Contributing Factors to Medical Negligence
There are many steps in the UK’s healthcare process which could result in your requiring the services of a professional medical negligence solicitor: you might have been overprescribed a drug by your GP; you might have been misdiagnosed – or worse, not diagnosed at all – and missed out on crucial specialist care as a result; you might have even been the victim of a mistake in the operating theatre. Medical negligence occurs when a practitioner fails to uphold their duty of care to you, and in so doing causes undeniable physical and or mental injury to you either directly or indirectly. But how can negligence be so prevalent as to warrant a £4.3 billion fund for ongoing legal fees?
A lot of the NHS’s issues with negligence claims can be traced back to systemic problems with the NHS’s infrastructure, particularly understaffing and underfunding. Stretched hospital units result in longer hours, less breaks and the increased likelihood of errors in care. Meanwhile, a recent report into the NHS’s overprescribing problem pinpoints gaps in administrative and information-sharing systems, resulting in inadvertent errors made with regard to conflicting medications. Simply put, the NHS is a complex system of processes in need of audit – and where these systems fail is where patients begin to fall through the cracks.
Footing the Bill
So what does this £4.3 billion amount mean for the NHS? Strictly speaking, that figure isn’t the whole truth – it describes the total legal costs of every medical negligence suit against the NHS, not all of which will be successful. Many medical negligence claimants do not have the requisite evidence to prove direct causation between the dereliction of a practitioner and the damages outlined – in the year 2018-19, only 44% of all claims against the NHS resulted in damages being paid. While the NHS may have less to pay out than reported, they have nonetheless increased a fund specifically designated for legal costs to £83.4 billion.

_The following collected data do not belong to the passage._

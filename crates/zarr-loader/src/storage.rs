//! Storage backends for Zarr access.
//!
//! Local paths open a `FilesystemStore`. `s3://bucket/prefix` URLs open an
//! object_store S3 client wrapped for the synchronous zarrs API.

use std::path::PathBuf;
use std::sync::Arc;

use object_store::aws::AmazonS3Builder;
use object_store::prefix::PrefixStore;
use serde::{Deserialize, Serialize};
use tracing::debug;
use zarrs_filesystem::FilesystemStore;
use zarrs_object_store::AsyncObjectStore;
use zarrs_storage::storage_adapter::async_to_sync::{
    AsyncToSyncBlockOn, AsyncToSyncStorageAdapter,
};
use zarrs_storage::ReadableListableStorage;

use crate::error::{LoadError, Result};

/// Blocking executor that works from within a tokio runtime.
///
/// `block_in_place` moves the current task off the async worker thread so the
/// runtime handle can drive the future without nesting runtimes. Requires a
/// multi-threaded runtime.
#[derive(Clone, Copy)]
pub struct TokioBlockOn;

impl AsyncToSyncBlockOn for TokioBlockOn {
    fn block_on<F: core::future::Future>(&self, future: F) -> F::Output {
        tokio::task::block_in_place(|| tokio::runtime::Handle::current().block_on(future))
    }
}

/// Connection options for S3-compatible object stores.
#[derive(Debug, Clone, Default, PartialEq, Serialize, Deserialize)]
pub struct S3Options {
    /// Custom endpoint URL (e.g. "https://object-store.example.org").
    #[serde(default)]
    pub endpoint: Option<String>,
    /// Skip request signing (public buckets).
    #[serde(default)]
    pub anonymous: bool,
    #[serde(default)]
    pub access_key_id: Option<String>,
    #[serde(default)]
    pub secret_access_key: Option<String>,
    /// Region; object_store falls back to us-east-1.
    #[serde(default)]
    pub region: Option<String>,
}

/// Parsed dataset location.
#[derive(Debug, Clone, PartialEq, Eq)]
pub enum DatasetLocation {
    Local(PathBuf),
    S3 { bucket: String, prefix: String },
}

impl DatasetLocation {
    pub fn parse(location: &str) -> Result<Self> {
        let trimmed = location.trim();
        if trimmed.is_empty() {
            return Err(LoadError::InvalidLocation(location.to_string()));
        }
        if let Some(rest) = trimmed.strip_prefix("s3://") {
            let rest = rest.trim_end_matches('/');
            let (bucket, prefix) = match rest.split_once('/') {
                Some((bucket, prefix)) => (bucket, prefix),
                None => (rest, ""),
            };
            if bucket.is_empty() {
                return Err(LoadError::InvalidLocation(location.to_string()));
            }
            return Ok(Self::S3 {
                bucket: bucket.to_string(),
                prefix: prefix.to_string(),
            });
        }
        if trimmed.contains("://") && !trimmed.starts_with("file://") {
            return Err(LoadError::InvalidLocation(location.to_string()));
        }
        let path = trimmed.strip_prefix("file://").unwrap_or(trimmed);
        Ok(Self::Local(PathBuf::from(path)))
    }
}

/// Storage type alias for S3-backed Zarr access (sync adapter).
pub type S3Storage = AsyncToSyncStorageAdapter<AsyncObjectStore<PrefixStore<object_store::aws::AmazonS3>>, TokioBlockOn>;

/// Open a readable, listable store for the given location.
pub fn open_storage(location: &DatasetLocation, s3: &S3Options) -> Result<ReadableListableStorage> {
    match location {
        DatasetLocation::Local(path) => {
            if !path.is_dir() {
                return Err(LoadError::open_failed(format!(
                    "{} is not a directory",
                    path.display()
                )));
            }
            let store = FilesystemStore::new(path)
                .map_err(|e| LoadError::open_failed(e.to_string()))?;
            debug!(path = %path.display(), "Opened filesystem store");
            Ok(Arc::new(store))
        }
        DatasetLocation::S3 { bucket, prefix } => Ok(Arc::new(create_s3_storage(bucket, prefix, s3)?)),
    }
}

/// Create an S3 storage backend rooted at `prefix` inside `bucket`.
pub fn create_s3_storage(bucket: &str, prefix: &str, options: &S3Options) -> Result<S3Storage> {
    let mut builder = AmazonS3Builder::from_env().with_bucket_name(bucket);

    if let Some(endpoint) = &options.endpoint {
        builder = builder
            .with_endpoint(endpoint)
            .with_allow_http(endpoint.starts_with("http://"));
    }
    if let Some(region) = &options.region {
        builder = builder.with_region(region);
    }
    if options.anonymous {
        builder = builder.with_skip_signature(true);
    } else {
        if let Some(key) = &options.access_key_id {
            builder = builder.with_access_key_id(key);
        }
        if let Some(secret) = &options.secret_access_key {
            builder = builder.with_secret_access_key(secret);
        }
    }

    let s3 = builder
        .build()
        .map_err(|e| LoadError::open_failed(format!("Failed to create S3 client: {}", e)))?;

    debug!(bucket, prefix, anonymous = options.anonymous, "Created S3 client");

    let store = PrefixStore::new(s3, prefix);
    let async_store = Arc::new(AsyncObjectStore::new(store));
    Ok(AsyncToSyncStorageAdapter::new(async_store, TokioBlockOn))
}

But where does this money come from? The answer is straightforward: the NHS. Taxpayer funds pay for these legal costs, a fact which is the root cause for concerns over NHS mismanagement of funds – after all, how can they afford £83.4 billion for legal cases and not afford the equipment necessary to avoid negligence claims altogether?
What Can Be Done?
There is no easy answer as to the solutions for this – but various reports, including the aforementioned report on overprescribing and this British Medical Journal paper on clinical negligence, point to the NHS’s structural issues, recommending investment in technology, training and staff to plug safety gaps and improve morale. There is no quick fix, but without serious rejuvenation the number of negligence cases could well increase yet further.